Abstract Objective Antibody-mediated rejection (AMR) could induce acute or chronic graft failure during organ transplantation. Several reports have shown that anti-C5 antibodies are effective against AMR after kidney transplantation. However, few reports have assessed the efficacy of anti-C5 antibodies against AMR after lung transplantation. Therefore, this study aimed to evaluate the efficacy of this novel therapy against AMR after lung transplantation. Methods BALB/c and C57BL/6 mice were used as donors and recipients. One group was pre-sensitized (PS) by skin transplantation 14 days before lung transplantation. The other group was non-sensitized (NS). Orthotopic left-lung transplantation was performed in both groups. Animals were killed at 2 or 7 days after lung transplantation and evaluated for histopathology, C4d immunostaining, and serum donor-specific antibodies (DSAs) (n = 5 per group). Isograft (IS) models with C57BL/6 mice were used as controls. To evaluate the efficacy of C5 inhibition, other animals, which received similar treatments to those in the PS group, were treated with anti-C5 antibodies, cyclosporine/methylprednisolone, anti-C5 antibodies/cyclosporine/methylprednisolone, or isotype-matched irrelevant control monoclonal antibodies (n = 5 per group).
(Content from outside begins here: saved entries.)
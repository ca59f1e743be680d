use std::collections::VecDeque;
use std::fmt;
use tokio::sync::oneshot;
use tokio::task::AbortHandle;
use tokio::time::Instant;
use tracing::Span;
use url::Url;
use uuid::Uuid;

use super::{ResolutionResult, Result};

#[derive(Debug, Clone, Copy, PartialEq, Eq, Hash)]
pub struct RequestId(Uuid);

impl RequestId {
    pub fn new() -> Self {
        Self(Uuid::new_v4())
    }
}

impl Default for RequestId {
    fn default() -> Self {
        Self::new()
    }
}

impl fmt::Display for RequestId {
    fn fmt(&self, f: &mut fmt::Formatter<'_>) -> fmt::Result {
        write!(f, "{}", self.0)
    }
}

#[derive(Debug, Clone, Copy, PartialEq, Eq)]
pub enum RequestKind {
    Resolve,
    Reconsider,
}

impl fmt::Display for RequestKind {
    fn fmt(&self, f: &mut fmt::Formatter<'_>) -> fmt::Result {
        match self {
            RequestKind::Resolve => f.write_str("resolve"),
            RequestKind::Reconsider => f.write_str("reconsider"),
        }
    }
}

pub type Reply = oneshot::Sender<Result<ResolutionResult>>;

#[derive(Debug)]
pub enum Dispatch {
    /// Not started, or abandoned by a suspension.
    Waiting,
    /// Handed to the resolver during `epoch`.
    InFlight { epoch: u64, task: AbortHandle },
    /// Finished, waiting for the requests ahead of it.
    Done(Result<ResolutionResult>),
}

/// One caller's in-flight resolution.
#[derive(Debug)]
pub struct PendingRequest {
    pub id: RequestId,
    pub url: Url,
    pub kind: RequestKind,
    pub dispatch: Dispatch,
    pub enqueued_at: Instant,
    pub span: Span,
    reply: Reply,
}

impl PendingRequest {
    pub fn new(id: RequestId, url: Url, kind: RequestKind, reply: Reply, span: Span) -> Self {
        Self {
            id,
            url,
            kind,
            dispatch: Dispatch::Waiting,
            enqueued_at: Instant::now(),
            span,
            reply,
        }
    }

    pub fn is_in_flight(&self) -> bool {
        matches!(self.dispatch, Dispatch::InFlight { .. })
    }

    /// Deliver the stored outcome of a finished request.
    fn finish(self) {
        let PendingRequest { dispatch, reply, .. } = self;
        if let Dispatch::Done(result) = dispatch {
            let _ = reply.send(result);
        }
    }

    fn abandon(&mut self) {
        if let Dispatch::InFlight { task, .. } = &self.dispatch {
            task.abort();
        }
        self.dispatch = Dispatch::Waiting;
    }
}

/// Requests waiting for configuration or for the resolver, in enqueue order.
#[derive(Debug, Default)]
pub struct PendingRequestQueue {
    requests: VecDeque<PendingRequest>,
    suspended: bool,
}

impl PendingRequestQueue {
    pub fn new() -> Self {
        Self::default()
    }

    pub fn enqueue(&mut self, request: PendingRequest) -> RequestId {
        let id = request.id;
        self.requests.push_back(request);
        id
    }

    /// Remove `id` without completing it. Returns the removed request, or
    /// `None` if it already left the queue.
    pub fn cancel(&mut self, id: RequestId) -> Option<PendingRequest> {
        let position = self.requests.iter().position(|r| r.id == id)?;
        let mut request = self.requests.remove(position)?;
        if let Dispatch::InFlight { task, .. } = &request.dispatch {
            task.abort();
        }
        request.dispatch = Dispatch::Waiting;
        Some(request)
    }

    /// Stop all progress. Requests stay queued; work handed to the resolver
    /// is abandoned and results not yet delivered are discarded.
    pub fn suspend_all(&mut self) {
        self.suspended = true;
        self.requests.iter_mut().for_each(PendingRequest::abandon);
    }

    /// Allow progress again. Returns how many requests are waiting.
    pub fn resume_all(&mut self) -> usize {
        self.suspended = false;
        self.requests
            .iter()
            .filter(|r| matches!(r.dispatch, Dispatch::Waiting))
            .count()
    }

    pub fn is_suspended(&self) -> bool {
        self.suspended
    }

    /// Oldest request not yet started, unless the queue is suspended.
    pub fn next_waiting(&mut self) -> Option<&mut PendingRequest> {
        if self.suspended {
            return None;
        }
        self.requests
            .iter_mut()
            .find(|r| matches!(r.dispatch, Dispatch::Waiting))
    }

    pub fn get(&self, id: RequestId) -> Option<&PendingRequest> {
        self.requests.iter().find(|r| r.id == id)
    }

    pub fn get_mut(&mut self, id: RequestId) -> Option<&mut PendingRequest> {
        self.requests.iter_mut().find(|r| r.id == id)
    }

    pub fn contains(&self, id: RequestId) -> bool {
        self.requests.iter().any(|r| r.id == id)
    }

    pub fn in_flight(&self) -> usize {
        self.requests.iter().filter(|r| r.is_in_flight()).count()
    }

    /// Deliver finished requests from the front of the queue, preserving
    /// enqueue order. Returns how many were delivered.
    pub fn deliver_completed(&mut self) -> usize {
        let mut delivered = 0;
        while matches!(self.requests.front(), Some(r) if matches!(r.dispatch, Dispatch::Done(_))) {
            if let Some(request) = self.requests.pop_front() {
                tracing::debug!(
                    parent: &request.span,
                    "Completed {} request {} for {} after {:?}",
                    request.kind,
                    request.id,
                    request.url,
                    request.enqueued_at.elapsed()
                );
                request.finish();
                delivered += 1;
            }
        }
        delivered
    }

    pub fn len(&self) -> usize {
        self.requests.len()
    }

    pub fn is_empty(&self) -> bool {
        self.requests.is_empty()
    }
}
Results Two days after lung transplantation, the NS group exhibited mild, localized graft-rejection features (rejection score: 0.45 ± 0.08, p = 0.107). The PS group exhibited AMR features with a significantly higher rejection score (2.29 ± 0.42, p = 0.001), C4d vascular-endothelium deposition, and substantial presence of serum DSA. On day 7 after lung transplantation, both groups showed extensive graft alveolar wall destruction, and high acute-rejection scores. Mice receiving anti-C5 antibodies or anti-C5/antibodies/cyclosporine/methylprednisolone demonstrated significantly lower acute-rejection scores (0.63 ± 0.23, p = 0.002; 0.59 ± 0.22, p = 0.001, respectively) than those receiving isotype control antibodies. Conclusions Murine orthotopic allograft lung transplant models met the clinical diagnosis and pathogenesis classification criteria of AMR. In these models, anti-C5 antibodies suppressed AMR. Therefore, anti-C5 therapy may be effective against AMR after lung transplantation.